It shouldn’t be surprising that films from a century ago don’t hold up. For the most part it’s the pacing, because most of them are insanely long and nearly unedited. Cavalcade tells a half dozen stories, many of which are so tangential to the plot that it’s tough to determine why you should care about them. Cimarron and The Great Ziegfield sprawl like epics but have so little to say that they feel terribly padded. It’s important to look at this time as a whole before we get into The Broadway Melody, the second Best Picture winner ever and, arguably, the first “true” musical as we know the form today.
In comparison to the full list, The Broadway Melody fares pretty rough.
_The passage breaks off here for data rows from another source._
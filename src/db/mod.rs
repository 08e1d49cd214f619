use crate::errors::{AppError, AppResult};
use chrono::Utc;
use rusqlite::{params, Connection, OptionalExtension};
use std::fs;
use std::path::{Path, PathBuf};
use std::sync::Mutex;

const SCHEMA_SQL: &str = "
CREATE TABLE IF NOT EXISTS preferences (
  key TEXT PRIMARY KEY NOT NULL,
  value TEXT NOT NULL,
  updated_at TEXT NOT NULL
);
";

/// Site preferences keyed by name, the on-disk counterpart of browser local storage.
#[derive(Debug)]
pub struct PreferenceStore {
    conn: Mutex<Connection>,
    db_path: PathBuf,
}

impl PreferenceStore {
    pub fn new(path: &Path) -> AppResult<Self> {
        if let Some(parent) = path.parent() {
            fs::create_dir_all(parent).map_err(|err| AppError::Io(err.to_string()))?;
        }
        let conn = Connection::open(path).map_err(AppError::from)?;
        conn.execute_batch(SCHEMA_SQL).map_err(AppError::from)?;

        Ok(Self {
            conn: Mutex::new(conn),
            db_path: path.to_path_buf(),
        })
    }

    pub fn in_memory() -> AppResult<Self> {
        let conn = Connection::open_in_memory()?;
        conn.execute_batch(SCHEMA_SQL)?;
        Ok(Self {
            conn: Mutex::new(conn),
            db_path: PathBuf::from(":memory:"),
        })
    }

    pub fn path(&self) -> &Path {
        &self.db_path
    }

    pub fn get(&self, key: &str) -> AppResult<Option<String>> {
        let conn = self.conn.lock().map_err(|_| AppError::Internal("database mutex poisoned".to_string()))?;
        let value = conn
            .query_row("SELECT value FROM preferences WHERE key = ?1", [key], |row| {
                row.get::<_, String>(0)
            })
            .optional()?;
        Ok(value)
    }

    pub fn set(&self, key: &str, value: &str) -> AppResult<()> {
        let conn = self.conn.lock().map_err(|_| AppError::Internal("database mutex poisoned".to_string()))?;
        conn.execute(
            "INSERT INTO preferences (key, value, updated_at)
             VALUES (?1, ?2, ?3)
             ON CONFLICT(key) DO UPDATE SET value = excluded.value, updated_at = excluded.updated_at",
            params![key, value, Utc::now().to_rfc3339()],
        )?;
        Ok(())
    }

    pub fn remove(&self, key: &str) -> AppResult<bool> {
        let conn = self.conn.lock().map_err(|_| AppError::Internal("database mutex poisoned".to_string()))?;
        let removed = conn.execute("DELETE FROM preferences WHERE key = ?1", [key])?;
        Ok(removed > 0)
    }
}
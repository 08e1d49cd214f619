mod text;
mod years;

pub use text::{filter_by_text, searchable_text};
pub use years::aggregate_by_year;
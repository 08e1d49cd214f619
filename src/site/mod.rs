pub mod contact;
pub mod nav;
pub mod profile;
pub mod theme;
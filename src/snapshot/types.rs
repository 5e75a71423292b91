use serde::{Deserialize, Serialize};

/// §3 Snapshot.status.
#[derive(Debug, Clone, Copy, PartialEq, Eq, Serialize, Deserialize)]
#[serde(rename_all = "UPPERCASE")]
pub enum SnapshotStatus {
    Completed,
    Failed,
}

#[derive(Debug, Clone, Serialize, Deserialize)]
pub struct Snapshot {
    pub id: String,
    pub device: String,
    pub file_path: String,
    pub created_time: chrono::DateTime<chrono::Utc>,
    pub file_size: u64,
    /// 1 = fast path (active stream), 2 = slow path (transient path created).
    pub tier: u8,
    pub status: SnapshotStatus,
}

/// §4.6 `take_snapshot` options. Any field left `None` falls back to the
/// process-local settings, which themselves default from the `snapshots`
/// config section.
#[derive(Debug, Clone, Default, Serialize, Deserialize)]
pub struct SnapshotOptions {
    pub format: Option<String>,
    pub quality: Option<u8>,
    pub max_width: Option<u32>,
    pub max_height: Option<u32>,
    pub auto_resize: Option<bool>,
    pub compression: Option<u8>,
}

/// Resolved settings after merging runtime overrides onto process-local
/// defaults (§4.6 "Settings get/set operations are process-local").
#[derive(Debug, Clone, Serialize, Deserialize)]
pub struct SnapshotSettings {
    pub format: String,
    pub quality: u8,
    pub max_width: u32,
    pub max_height: u32,
    pub auto_resize: bool,
    pub compression: u8,
}

impl SnapshotSettings {
    pub fn merged_with(&self, options: &SnapshotOptions) -> SnapshotSettings {
        SnapshotSettings {
            format: options.format.clone().unwrap_or_else(|| self.format.clone()),
            quality: options.quality.unwrap_or(self.quality),
            max_width: options.max_width.unwrap_or(self.max_width),
            max_height: options.max_height.unwrap_or(self.max_height),
            auto_resize: options.auto_resize.unwrap_or(self.auto_resize),
            compression: options.compression.unwrap_or(self.compression),
        }
    }
}
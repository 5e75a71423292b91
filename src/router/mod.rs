//! Router Client (C3): HTTP client to the Media Router's JSON REST
//! surface, with fixed-delay retry on transport errors and 5xx.

mod types;

pub use types::{PathSpec, RouterHealth, RouterMetrics, RouterPath, RouterStream};

use std::time::Duration;

use reqwest::{Client, StatusCode};
use tracing::warn;

use crate::error::{AppError, Result};

pub struct RouterClient {
    base_url: String,
    client: Client,
    retry_attempts: u32,
    retry_delay: Duration,
    request_timeout: Duration,
}

impl RouterClient {
    pub fn new(host: &str, api_port: u16, retry_attempts: u32, retry_delay: Duration, request_timeout: Duration) -> Self {
        Self {
            base_url: format!("http://{host}:{api_port}"),
            client: Client::new(),
            retry_attempts,
            retry_delay,
            request_timeout,
        }
    }

    async fn request_with_retry<T: serde::de::DeserializeOwned>(
        &self,
        method: reqwest::Method,
        path: &str,
        body: Option<serde_json::Value>,
    ) -> Result<T> {
        let url = format!("{}{}", self.base_url, path);
        let mut attempt = 0;
        loop {
            attempt += 1;
            let mut req = self.client.request(method.clone(), &url).timeout(self.request_timeout);
            if let Some(ref b) = body {
                req = req.json(b);
            }

            let result = req.send().await;
            match result {
                Ok(resp) => {
                    let status = resp.status();
                    if status.is_success() {
                        return resp
                            .json::<T>()
                            .await
                            .map_err(|e| AppError::Internal(format!("decoding router response: {e}")));
                    }
                    if status.is_client_error() {
                        let text = resp.text().await.unwrap_or_default();
                        return Err(AppError::RouterHttp { status: status.as_u16(), body: text });
                    }
                    if attempt > self.retry_attempts {
                        let text = resp.text().await.unwrap_or_default();
                        return Err(AppError::RouterHttp { status: status.as_u16(), body: text });
                    }
                    warn!(path, attempt, %status, "router returned server error, retrying");
                }
                Err(e) if attempt > self.retry_attempts => {
                    return Err(AppError::RouterTimeout(e.to_string()));
                }
                Err(e) => {
                    warn!(path, attempt, error = %e, "router request failed, retrying");
                }
            }
            tokio::time::sleep(self.retry_delay).await;
        }
    }

    pub async fn get_paths(&self) -> Result<Vec<RouterPath>> {
        self.request_with_retry(reqwest::Method::GET, "/v3/paths/list", None).await
    }

    pub async fn get_path(&self, name: &str) -> Result<RouterPath> {
        self.request_with_retry(reqwest::Method::GET, &format!("/v3/paths/get/{name}"), None).await
    }

    pub async fn create_path(&self, name: &str, spec: &PathSpec) -> Result<()> {
        let body = serde_json::to_value(spec).map_err(|e| AppError::Internal(e.to_string()))?;
        let _: serde_json::Value = self
            .request_with_retry(reqwest::Method::POST, &format!("/v3/config/paths/add/{name}"), Some(body))
            .await?;
        Ok(())
    }

    pub async fn delete_path(&self, name: &str) -> Result<()> {
        let _: serde_json::Value = self
            .request_with_retry(reqwest::Method::DELETE, &format!("/v3/config/paths/delete/{name}"), None)
            .await?;
        Ok(())
    }

    pub async fn get_streams(&self) -> Result<Vec<RouterStream>> {
        self.request_with_retry(reqwest::Method::GET, "/v3/paths/list", None).await
    }

    pub async fn get_stream(&self, name: &str) -> Result<RouterStream> {
        self.request_with_retry(reqwest::Method::GET, &format!("/v3/paths/get/{name}"), None).await
    }

    pub async fn get_health(&self) -> Result<RouterHealth> {
        let url = format!("{}/v3/config/global/get", self.base_url);
        let resp = self
            .client
            .get(&url)
            .timeout(self.request_timeout)
            .send()
            .await
            .map_err(|e| AppError::RouterTimeout(e.to_string()))?;
        if resp.status() == StatusCode::OK {
            Ok(RouterHealth { reachable: true })
        } else {
            Ok(RouterHealth { reachable: false })
        }
    }

    pub async fn get_metrics(&self) -> Result<RouterMetrics> {
        self.request_with_retry(reqwest::Method::GET, "/v3/metrics", None).await
    }

    pub async fn update_config(&self, cfg: serde_json::Value) -> Result<()> {
        let _: serde_json::Value = self
            .request_with_retry(reqwest::Method::PATCH, "/v3/config/global/patch", Some(cfg))
            .await?;
        Ok(())
    }
}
The songs aren’t memorable, which is pretty damning. I know you’d think there would be some song that I could clip out here and you’d at least have an “oh, so that’s where that comes from” moment, but no dice. The characters are paper-thin. There’s Hank (actually Harriet, a woman, and the nickname is largely not explained), the street-smart, tough sister and Queenie, the beautiful, but only beautiful, younger sister. They’re trying to break into show business with a duo act, but producers only want to hire Queenie, on account of all the beautiful stuff.
There’s a love triangle, because by Hollywood law everyone in love with one person must be in love with someone else at all times, and if I’m honest it works better here than in most movies. The struggle of the smart-but-not-beautiful Hank is heartfelt, especially as she realizes she’s losing her sister to the wrong parts of show business. It is weird that they attempt to sell that actress who plays Hank as not beautiful, though, but that’s a problem in a lot of films. Whenever we are told as the audience that a woman is “not beautiful” that can be a challenging part of the narrative if she’s, y’know, beautiful. Marty is exceptionally bad about this, and it remains the gold standard for “look how ugly this beautiful woman is or something.”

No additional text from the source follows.